Politik/Inland

Eklat in der SPÖ: Die jungen Roten planen den Aufstand

„Nie hatten wir weniger Zuspruch, noch nie hatten wir ein schlechteres Ergebnis, nie war der Abstand zur ÖVP größer in der Zweiten Republik. Es ist offensichtlich, dass wir ein massives Glaubwürdigkeitsproblem haben.
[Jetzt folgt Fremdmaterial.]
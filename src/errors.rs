use thiserror::Error;

/// Failures surfaced by the Beem API client, the stores and entry setup.
#[derive(Error, Debug)]
pub enum BeemError {
    #[error("Authentication failed: {0}")]
    AuthenticationFailed(String),

    #[error("No password on file for this account")]
    MissingPassword,

    #[error("Invalid email address: {0}")]
    InvalidEmail(String),

    #[error("Battery {0} not found")]
    DeviceNotFound(i64),

    #[error("HTTP request failed: {0}")]
    Transport(#[from] reqwest::Error),

    #[error("Beem API returned error status {status}: {message}")]
    Api { status: u16, message: String },

    #[error("Invalid response: {0}")]
    InvalidResponse(String),

    #[error("BeemBox data unavailable: {0}")]
    PartialDataUnavailable(String),

    #[error("Store error: {0}")]
    Store(String),

    #[error("I/O error: {0}")]
    Io(#[from] std::io::Error),

    #[error("JSON error: {0}")]
    Json(#[from] serde_json::Error),

    #[error("Entry not ready: {0}")]
    NotReady(#[from] UpdateFailed),
}

pub type BeemResult<T> = Result<T, BeemError>;

/// The single failure signal of a refresh cycle. Carries a human readable message.
#[derive(Error, Debug, Clone, PartialEq, Eq)]
#[error("{0}")]
pub struct UpdateFailed(pub String);

impl UpdateFailed {
    pub fn new(message: impl Into<String>) -> Self {
        Self(message.into())
    }
}

impl From<BeemError> for UpdateFailed {
    fn from(err: BeemError) -> Self {
        Self(err.to_string())
    }
}
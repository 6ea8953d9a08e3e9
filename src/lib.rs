//! Beem Energy Library
//!
//! This library polls the Beem cloud API for battery and BeemBox telemetry and
//! turns every refresh into sensor values, including sign-split power readings
//! and integrated energy totals.

pub mod beem_api;
pub mod config;
pub mod coordinator;
pub mod derived;
pub mod energy_integrator;
pub mod errors;
pub mod models;
pub mod sensor;
pub mod setup;
pub mod snapshot;
pub mod storage;

// Re-export commonly used types for easier access
pub use beem_api::BeemApiClient;
pub use coordinator::{CoordinatorHandle, CoordinatorTask, UpdateCoordinator};
pub use derived::SplitMode;
pub use energy_integrator::EnergyIntegrator;
pub use errors::{BeemError, BeemResult, UpdateFailed};
pub use sensor::{BeemSensor, EntityRegistry, SensorSet};
pub use setup::{setup_entry, BeemEntry};
pub use snapshot::Snapshot;
pub use storage::{JsonFileStore, MemoryStore, OptionsStore, SecretStore};
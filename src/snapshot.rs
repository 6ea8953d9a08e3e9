use crate::models::{BatteryTelemetry, BeemBox, SolarEquipment};
use chrono::{DateTime, Utc};
use serde_derive::Serialize;
use serde_json::{Map, Value};

pub const SOLAR_EQUIPMENTS_KEY: &str = "solarEquipments";

/// Battery telemetry with the battery's solar equipment merged in.
#[derive(Debug, Clone, PartialEq, Serialize)]
pub struct BatterySnapshot {
    #[serde(flatten)]
    fields: Map<String, Value>,
    #[serde(rename = "solarEquipments")]
    solar_equipments: Vec<SolarEquipment>,
}

impl BatterySnapshot {
    pub fn new(telemetry: BatteryTelemetry, solar_equipments: Vec<SolarEquipment>) -> Self {
        let mut fields = telemetry.into_fields();
        fields.remove(SOLAR_EQUIPMENTS_KEY);
        Self {
            fields,
            solar_equipments,
        }
    }

    pub fn get(&self, key: &str) -> Option<&Value> {
        self.fields.get(key)
    }

    pub fn solar_equipments(&self) -> &[SolarEquipment] {
        &self.solar_equipments
    }
}

/// One consistent view of battery and BeemBox telemetry, produced by a single refresh.
#[derive(Debug, Clone, PartialEq, Serialize)]
#[serde(rename_all = "camelCase")]
pub struct Snapshot {
    #[serde(skip_serializing_if = "Option::is_none")]
    pub battery: Option<BatterySnapshot>,
    pub beemboxes: Vec<BeemBox>,
    pub fetched_at: DateTime<Utc>,
}

impl Snapshot {
    pub fn battery_field(&self, key: &str) -> Option<&Value> {
        self.battery.as_ref().and_then(|battery| battery.get(key))
    }

    pub fn solar_equipments(&self) -> &[SolarEquipment] {
        self.battery
            .as_ref()
            .map(BatterySnapshot::solar_equipments)
            .unwrap_or_default()
    }

    pub fn beembox(&self, identifier: &str) -> Option<&BeemBox> {
        self.beemboxes
            .iter()
            .find(|beembox| beembox.identifier().as_deref() == Some(identifier))
    }
}
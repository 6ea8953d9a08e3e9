use crate::beem_api::BEEM_API_BASE;
use serde_derive::Deserialize;
use std::path::{Path, PathBuf};
use std::time::Duration;

#[derive(Debug, Deserialize, Clone, PartialEq)]
pub struct Settings {
    pub email: String,
    /// Saved into the secret store on startup when present.
    #[serde(default)]
    pub password: Option<String>,
    /// Absent for accounts that only own BeemBoxes.
    #[serde(default)]
    pub battery_id: Option<i64>,
    #[serde(default = "default_api_base_url")]
    pub api_base_url: String,
    #[serde(default = "default_poll_interval_secs")]
    pub poll_interval_secs: u64,
    #[serde(default = "default_request_timeout_secs")]
    pub request_timeout_secs: u64,
    #[serde(default = "default_state_file")]
    pub state_file: PathBuf,
}

impl Settings {
    pub fn poll_interval(&self) -> Duration {
        Duration::from_secs(self.poll_interval_secs.max(1))
    }

    pub fn request_timeout(&self) -> Duration {
        Duration::from_secs(self.request_timeout_secs.max(1))
    }
}

fn default_api_base_url() -> String {
    BEEM_API_BASE.to_string()
}

fn default_poll_interval_secs() -> u64 {
    60
}

fn default_request_timeout_secs() -> u64 {
    10
}

fn default_state_file() -> PathBuf {
    PathBuf::from("beem_state.json")
}

/// Loads settings from an optional file at `path` (any format `config` knows,
/// extension optional), overridden by `BEEM_*` environment variables.
pub fn load_settings(path: &Path) -> anyhow::Result<Settings> {
    let settings = config::Config::builder()
        .add_source(config::File::from(path).required(false))
        .add_source(config::Environment::with_prefix("BEEM").try_parsing(true))
        .build()?;

    Ok(settings.try_deserialize()?)
}
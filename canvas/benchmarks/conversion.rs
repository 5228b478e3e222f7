//! Benchmarks sharing against copying, in both directions.
use brunch::Bench;

use arrayview_canvas::{
    array_view_from_image, image_from_array, ArrayView, BridgeError, Image, ImportOptions,
    PixelId, ViewOptions,
};

#[derive(Debug)]
struct Convert {
    pixel: PixelId,
    zero_copy: bool,
    sz: usize,
}

impl Convert {
    fn name(&self, direction: &str) -> String {
        format!(
            "{}({}, {}, {})",
            direction,
            self.pixel,
            if self.zero_copy { "view" } else { "copy" },
            self.sz
        )
    }

    fn prepare_view(&self) -> Result<impl FnMut() -> ArrayView, BridgeError> {
        let image = Image::new(&[self.sz, self.sz, self.sz], self.pixel)?;
        let options = ViewOptions::default().with_zero_copy(self.zero_copy);
        // Fail during setup, not while measuring.
        array_view_from_image(&image, options)?;

        Ok(move || match array_view_from_image(&image, options) {
            Ok(view) => view,
            Err(err) => panic!("Conversion failed after setup: {}", err),
        })
    }

    fn prepare_import(&self) -> Result<impl FnMut() -> Image, BridgeError> {
        let image = Image::new(&[self.sz, self.sz, self.sz], self.pixel)?;
        let array = array_view_from_image(&image, ViewOptions::default().writable())?;
        let options = ImportOptions::default().with_zero_copy(self.zero_copy);
        image_from_array(&array, options)?;

        Ok(move || match image_from_array(&array, options) {
            Ok(image) => image,
            Err(err) => panic!("Conversion failed after setup: {}", err),
        })
    }
}

fn main() {
    let mut tests = vec![];
    for pixel in [PixelId::UInt8, PixelId::Float32, PixelId::VectorFloat64] {
        for zero_copy in [true, false] {
            tests.push(Convert {
                pixel,
                zero_copy,
                sz: 64,
            });
        }
    }

    let mut benches = brunch::Benches::default();
    for convert in &tests {
        let bench = match convert.prepare_view() {
            Ok(bench) => bench,
            Err(err) => panic!("Failed to setup benchmark {:?}: {:?}", convert, err),
        };

        let name = format!("arrayview::conversion::{}", convert.name("view"));
        benches.push(Bench::new(name).run(bench));

        let bench = match convert.prepare_import() {
            Ok(bench) => bench,
            Err(err) => panic!("Failed to setup benchmark {:?}: {:?}", convert, err),
        };

        let name = format!("arrayview::conversion::{}", convert.name("import"));
        benches.push(Bench::new(name).run(bench));
    }

    benches.finish();
}
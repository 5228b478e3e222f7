// Distributed under The MIT License (MIT)
//
// Copyright (c) 2024 The `arrayview` developers
//! Scalar element kinds that may back a shared buffer.
use core::fmt;

/// The numeric kind of a single buffer element.
///
/// This is the untyped counterpart of [`Element`]. A descriptor stores one of these to say how
/// its bytes are to be interpreted, without committing to a Rust type. All kinds have an
/// alignment equal to their size and a size of at most eight bytes, which is what allows the
/// shared buffer to load and store each element with a single atomic access.
#[derive(Clone, Copy, Debug, PartialEq, Eq, Hash)]
pub enum ElementKind {
    U8,
    I8,
    U16,
    I16,
    U32,
    I32,
    U64,
    I64,
    F32,
    F64,
}

/// A plain old data scalar that may be stored in a shared buffer.
///
/// Implemented for the primitive integer and float types, and sealed: the kind reported by
/// [`Element::KIND`] must agree with the in-memory size of the type.
pub trait Element: bytemuck::Pod + PartialEq + fmt::Debug + Send + Sync + sealed::Sealed {
    /// The untyped kind of this element.
    const KIND: ElementKind;
}

mod sealed {
    pub trait Sealed {}
}

macro_rules! elements {
    ($($ty:ty => $kind:ident),* $(,)?) => {
        $(
            impl sealed::Sealed for $ty {}
            impl Element for $ty {
                const KIND: ElementKind = ElementKind::$kind;
            }
        )*
    };
}

elements! {
    u8 => U8,
    i8 => I8,
    u16 => U16,
    i16 => I16,
    u32 => U32,
    i32 => I32,
    u64 => U64,
    i64 => I64,
    f32 => F32,
    f64 => F64,
}

impl ElementKind {
    /// Every element kind, ordered by size and then signedness.
    pub const ALL: [ElementKind; 10] = [
        ElementKind::U8,
        ElementKind::I8,
        ElementKind::U16,
        ElementKind::I16,
        ElementKind::U32,
        ElementKind::I32,
        ElementKind::U64,
        ElementKind::I64,
        ElementKind::F32,
        ElementKind::F64,
    ];

    /// The number of bytes of one element.
    pub const fn size(self) -> usize {
        match self {
            ElementKind::U8 | ElementKind::I8 => 1,
            ElementKind::U16 | ElementKind::I16 => 2,
            ElementKind::U32 | ElementKind::I32 | ElementKind::F32 => 4,
            ElementKind::U64 | ElementKind::I64 | ElementKind::F64 => 8,
        }
    }

    /// The conventional dense-array name of this kind, such as `int32` or `float64`.
    pub const fn name(self) -> &'static str {
        match self {
            ElementKind::U8 => "uint8",
            ElementKind::I8 => "int8",
            ElementKind::U16 => "uint16",
            ElementKind::I16 => "int16",
            ElementKind::U32 => "uint32",
            ElementKind::I32 => "int32",
            ElementKind::U64 => "uint64",
            ElementKind::I64 => "int64",
            ElementKind::F32 => "float32",
            ElementKind::F64 => "float64",
        }
    }

    /// Check if values of `T` are elements of this kind.
    pub fn is<T: Element>(self) -> bool {
        T::KIND == self
    }
}

impl fmt::Display for ElementKind {
    fn fmt(&self, f: &mut fmt::Formatter) -> fmt::Result {
        f.write_str(self.name())
    }
}

#[test]
fn kinds_agree_with_types() {
    fn check<T: Element>() {
        assert_eq!(T::KIND.size(), core::mem::size_of::<T>());
        assert!(T::KIND.is::<T>());
    }

    check::<u8>();
    check::<i8>();
    check::<u16>();
    check::<i16>();
    check::<u32>();
    check::<i32>();
    check::<u64>();
    check::<i64>();
    check::<f32>();
    check::<f64>();
}
//! The image, a pixel buffer addressed with its fastest axis first.
use arrayview_texel::{Descriptor, Element, ElementKind, LifetimeOwner};
use log::trace;
use sha1::{Digest, Sha1};

use crate::error::BridgeError;
use crate::pixel::PixelId;

/// An N-dimensional image.
///
/// The pixel at index `[i0, i1, …]` is stored at linear position `i0 + size[0] * (i1 + …)`, with
/// all components of a pixel adjacent. The bytes live in a [`LifetimeOwner`] that array views may
/// share, so the image is only one of potentially many holders of its buffer.
///
/// Cloning an image copies its pixels. To alias them, create an array view instead.
#[derive(Debug)]
pub struct Image {
    pixel: PixelId,
    size: Vec<usize>,
    components: usize,
    buffer: LifetimeOwner,
    /// Where the first pixel starts within the buffer.
    offset: usize,
}

impl Image {
    /// Allocate a zeroed image.
    ///
    /// Vector pixels get as many components as there are axes, every other pixel type has one.
    ///
    /// ```
    /// use arrayview_canvas::{Image, PixelId};
    ///
    /// let image = Image::new(&[4, 5], PixelId::VectorFloat32)?;
    /// assert_eq!(image.components_per_pixel(), 2);
    /// assert_eq!(image.buffer_byte_len(), 4 * 5 * 2 * 4);
    /// # Ok::<_, arrayview_canvas::BridgeError>(())
    /// ```
    pub fn new(size: &[usize], pixel: PixelId) -> Result<Self, BridgeError> {
        let components = if pixel.is_vector() { size.len() } else { 1 };
        Self::with_components(size, pixel, components)
    }

    /// Allocate a zeroed image with a chosen number of components per pixel.
    pub fn with_components(
        size: &[usize],
        pixel: PixelId,
        components: usize,
    ) -> Result<Self, BridgeError> {
        if size.len() < 2 {
            return Err(BridgeError::InvalidRank { rank: size.len() });
        }

        let valid = if pixel.is_vector() {
            components > 0
        } else {
            components == 1
        };

        if !valid {
            return Err(BridgeError::InvalidComponents { pixel, components });
        }

        let byte_len = Self::storage_len(pixel, components, size)?;
        Ok(Image {
            pixel,
            size: size.to_vec(),
            components,
            buffer: LifetimeOwner::new(byte_len),
            offset: 0,
        })
    }

    /// Assemble an image from validated parts.
    pub(crate) fn from_parts(
        pixel: PixelId,
        size: Vec<usize>,
        components: usize,
        buffer: LifetimeOwner,
        offset: usize,
    ) -> Self {
        trace!(
            "image of {} pixels at {:#x} now held {} times",
            pixel,
            buffer.address(),
            buffer.holders()
        );

        Image {
            pixel,
            size,
            components,
            buffer,
            offset,
        }
    }

    fn storage_len(pixel: PixelId, components: usize, size: &[usize]) -> Result<usize, BridgeError> {
        let (element, per_component) = pixel.storage();
        let components = components
            .checked_mul(per_component)
            .ok_or(BridgeError::InvalidComponents { pixel, components })?;
        let storage = Descriptor::from_native_axes(element, components, size)?;

        if pixel == PixelId::Bit {
            Ok(storage.element_count().div_ceil(8))
        } else {
            Ok(storage.byte_len())
        }
    }

    pub fn pixel_id(&self) -> PixelId {
        self.pixel
    }

    pub fn components_per_pixel(&self) -> usize {
        self.components
    }

    /// The extent of each axis, fastest varying first.
    pub fn size(&self) -> &[usize] {
        &self.size
    }

    pub fn dimension(&self) -> usize {
        self.size.len()
    }

    pub fn number_of_pixels(&self) -> usize {
        self.size.iter().product()
    }

    /// The shared buffer holding the pixels.
    ///
    /// Cloning it keeps the pixels alive independent of this image.
    pub fn lifetime_owner(&self) -> &LifetimeOwner {
        &self.buffer
    }

    /// The byte offset of the first pixel in the buffer.
    pub fn buffer_offset(&self) -> usize {
        self.offset
    }

    /// The address of the first pixel, for identity comparisons.
    pub fn buffer_address(&self) -> usize {
        self.buffer.address() + self.offset
    }

    /// The number of bytes occupied by all pixels.
    pub fn buffer_byte_len(&self) -> usize {
        // Validated when the image was created.
        Self::storage_len(self.pixel, self.components, &self.size).unwrap_or(0)
    }

    /// Replace the buffer of this image, returning the previous one.
    ///
    /// The new buffer must have exactly as many bytes as the pixels occupy. Views of the previous
    /// buffer are not affected and keep it alive for as long as they need it.
    pub fn attach_owner(&mut self, owner: LifetimeOwner) -> Result<LifetimeOwner, BridgeError> {
        let expected = self.buffer_byte_len();
        if owner.byte_len() != expected {
            return Err(BridgeError::ShapeMismatch {
                expected,
                found: owner.byte_len(),
            });
        }

        self.offset = 0;
        Ok(core::mem::replace(&mut self.buffer, owner))
    }

    /// Read a single component pixel.
    pub fn get_pixel<T: Element>(&self, index: &[usize]) -> Result<T, BridgeError> {
        self.check_element::<T>()?;
        self.check_scalar()?;
        let linear = self.linear_index(index)?;

        if self.pixel == PixelId::Bit {
            let bit = u8::from(self.read_bit(linear));
            return bytemuck::try_cast(bit).map_err(|_| self.element_mismatch::<T>());
        }

        self.load(linear, 0, index)
    }

    /// Write a single component pixel.
    ///
    /// For [`PixelId::Bit`] images every non-zero value sets the bit.
    pub fn set_pixel<T: Element>(&mut self, index: &[usize], value: T) -> Result<(), BridgeError> {
        self.check_element::<T>()?;
        self.check_scalar()?;
        let linear = self.linear_index(index)?;

        if self.pixel == PixelId::Bit {
            let set = bytemuck::bytes_of(&value).iter().any(|&byte| byte != 0);
            self.write_bit(linear, set);
            return Ok(());
        }

        self.store(linear, 0, value, index)
    }

    /// Read all components of a pixel.
    pub fn get_pixel_vector<T: Element>(&self, index: &[usize]) -> Result<Vec<T>, BridgeError> {
        if self.pixel == PixelId::Bit {
            return Ok(vec![self.get_pixel(index)?]);
        }

        self.check_element::<T>()?;
        let linear = self.linear_index(index)?;
        (0..self.components)
            .map(|component| self.load(linear, component, index))
            .collect()
    }

    /// Write all components of a pixel.
    pub fn set_pixel_vector<T: Element>(
        &mut self,
        index: &[usize],
        values: &[T],
    ) -> Result<(), BridgeError> {
        self.check_element::<T>()?;
        if values.len() != self.components {
            return Err(BridgeError::InvalidComponents {
                pixel: self.pixel,
                components: values.len(),
            });
        }

        if self.pixel == PixelId::Bit {
            return self.set_pixel(index, values[0]);
        }

        let linear = self.linear_index(index)?;
        for (component, &value) in values.iter().enumerate() {
            self.store(linear, component, value, index)?;
        }

        Ok(())
    }

    /// The SHA-1 digest of the pixel bytes.
    ///
    /// Two images with equal pixel types and sizes have equal contents if their hashes agree.
    pub fn content_hash(&self) -> [u8; 20] {
        let mut hasher = Sha1::new();
        hasher.update(self.to_bytes());
        let mut hash = [0; 20];
        hash.copy_from_slice(&hasher.finalize());
        hash
    }

    /// Copy the stored bytes of all pixels.
    ///
    /// Bit images return their packed representation here.
    pub fn to_bytes(&self) -> Vec<u8> {
        let mut bytes = vec![0; self.buffer_byte_len()];
        // Validated when the image was created.
        let _ = self.buffer.read_bytes(self.offset, &mut bytes);
        bytes
    }

    pub(crate) fn read_bit(&self, linear: usize) -> bool {
        let byte: u8 = self.buffer.load(self.offset + linear / 8).unwrap_or(0);
        byte & (1 << (linear % 8)) != 0
    }

    /// Change one bit of a packed image.
    ///
    /// Other images may share the buffer, so the other bits of the byte are kept atomically.
    pub(crate) fn write_bit(&mut self, linear: usize, set: bool) {
        let at = self.offset + linear / 8;
        let mask = 1u8 << (linear % 8);
        let _ = self
            .buffer
            .update_byte(at, |byte| if set { byte | mask } else { byte & !mask });
    }

    fn element(&self) -> Result<ElementKind, BridgeError> {
        self.pixel
            .element()
            .ok_or(BridgeError::UnsupportedPixelKind(self.pixel))
    }

    fn check_element<T: Element>(&self) -> Result<(), BridgeError> {
        if self.element()?.is::<T>() {
            Ok(())
        } else {
            Err(self.element_mismatch::<T>())
        }
    }

    fn element_mismatch<T: Element>(&self) -> BridgeError {
        BridgeError::ElementMismatch {
            expected: T::KIND,
            found: self.pixel.storage().0,
        }
    }

    fn check_scalar(&self) -> Result<(), BridgeError> {
        if self.components == 1 {
            Ok(())
        } else {
            Err(BridgeError::InvalidComponents {
                pixel: self.pixel,
                components: self.components,
            })
        }
    }

    fn linear_index(&self, index: &[usize]) -> Result<usize, BridgeError> {
        let in_bounds = index.len() == self.size.len()
            && index.iter().zip(&self.size).all(|(&idx, &extent)| idx < extent);

        if !in_bounds {
            return Err(BridgeError::IndexOutOfBounds {
                index: index.to_vec(),
                extents: self.size.clone(),
            });
        }

        Ok(index
            .iter()
            .zip(&self.size)
            .rev()
            .fold(0, |linear, (&idx, &extent)| linear * extent + idx))
    }

    fn component_offset(&self, linear: usize, component: usize) -> usize {
        let size = self.pixel.storage().0.size();
        self.offset + (linear * self.components + component) * size
    }

    fn load<T: Element>(
        &self,
        linear: usize,
        component: usize,
        index: &[usize],
    ) -> Result<T, BridgeError> {
        self.buffer
            .load(self.component_offset(linear, component))
            .ok_or_else(|| self.out_of_bounds(index))
    }

    fn store<T: Element>(
        &self,
        linear: usize,
        component: usize,
        value: T,
        index: &[usize],
    ) -> Result<(), BridgeError> {
        self.buffer
            .store(self.component_offset(linear, component), value)
            .ok_or_else(|| self.out_of_bounds(index))
    }

    fn out_of_bounds(&self, index: &[usize]) -> BridgeError {
        BridgeError::IndexOutOfBounds {
            index: index.to_vec(),
            extents: self.size.clone(),
        }
    }
}

impl Clone for Image {
    fn clone(&self) -> Self {
        Image {
            pixel: self.pixel,
            size: self.size.clone(),
            components: self.components,
            buffer: LifetimeOwner::with_bytes(&self.to_bytes()),
            offset: 0,
        }
    }
}

impl Drop for Image {
    fn drop(&mut self) {
        trace!(
            "image releases buffer at {:#x}, {} other holders",
            self.buffer.address(),
            self.buffer.holders() - 1
        );
    }
}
Man glaubt uns nicht mehr, was wir sagen“, sagt der frühere SPÖ-Bundesgeschäftsführer Max Lercher und fasst damit die Lage der Roten ganz gut zusammen.

Am Montag nach der Wahl tagten die roten Gremien, zuerst das (kleine) Präsidium, dann der große Bundesparteivorstand. Pamela Rendi-Wagner wiederholte nach der Sitzung, was sie schon am Wahlabend gesagt hatte: Mit dem Wahlergebnis könne man nicht zufrieden sein, doch die Richtung stimme. Damit habe sie natürlich nicht den Abwärtstrend (minus 5,6 Prozentpunkte) der SPÖ gemeint, sondern die Themen, auf die die Sozialdemokratie im Wahlkampf gesetzt hat: leistbares Wohnen, höherer Mindestlohn, Pflege verbessern.

Drozda tritt zurück

Schon am Vormittag war bekannt geworden, dass der SPÖ-Bundesgeschäftsführer und enge Vertraute von Rendi-Wagner, der ehemalige Kulturmanager Thomas Drozda, von seiner Vorstandsfunktion zurücktritt.

Rendi konnte am Abend gleich seinen Nachfolger präsentieren: Es ist der wenig erfolgreiche Wahlkampfmanager der vergangenen vier Monate, der Wiener Christian Deutsch. Einstimmig sei er gewählt worden, betonte Rendi-Wagner.

Nach KURIER-Informationen stimmt das so nicht ganz, dazu aber später mehr.

Tatsächlich dürfte im Parteivorstand ein Streit mit der roten Parteijugend eskaliert sein. Groß soll dabei vor allem der Aufstand der Jungen gewesen sein, auch von der bekannt streitbaren 26-jährigen Julia Herr. Die prononciert linke Jungpolitikerin bleibt vorerst ohne Nationalratsmandat. Weil einer der Parteigranden nicht darauf verzichten, sondern dieses „selbstverständlich“ annehmen will: der soeben zurückgetretene Thomas Drozda.

Der Streit, so wurde nach der Sitzung dem KURIER erzählt, eskalierte immer mehr. Bis Doris Bures, zuletzt Zweite Nationalratspräsidentin, mahnend einwarf: "Wenn wir nicht solidarisch miteinander umgehen, ist das der Untergang der Sozialdemokratie."

Jugend stimmte nicht mit

Was uns wieder zu dem neuen Bundesgeschäftsführer Christian Deutsch und seiner „einstimmigen“ Wahl im Parteivorstand bringt: Denn einstimmig soll das Votum nur gewesen sein, weil zuvor alle Vertreter eben dieser Jugendorganisationen die Sitzung verließen.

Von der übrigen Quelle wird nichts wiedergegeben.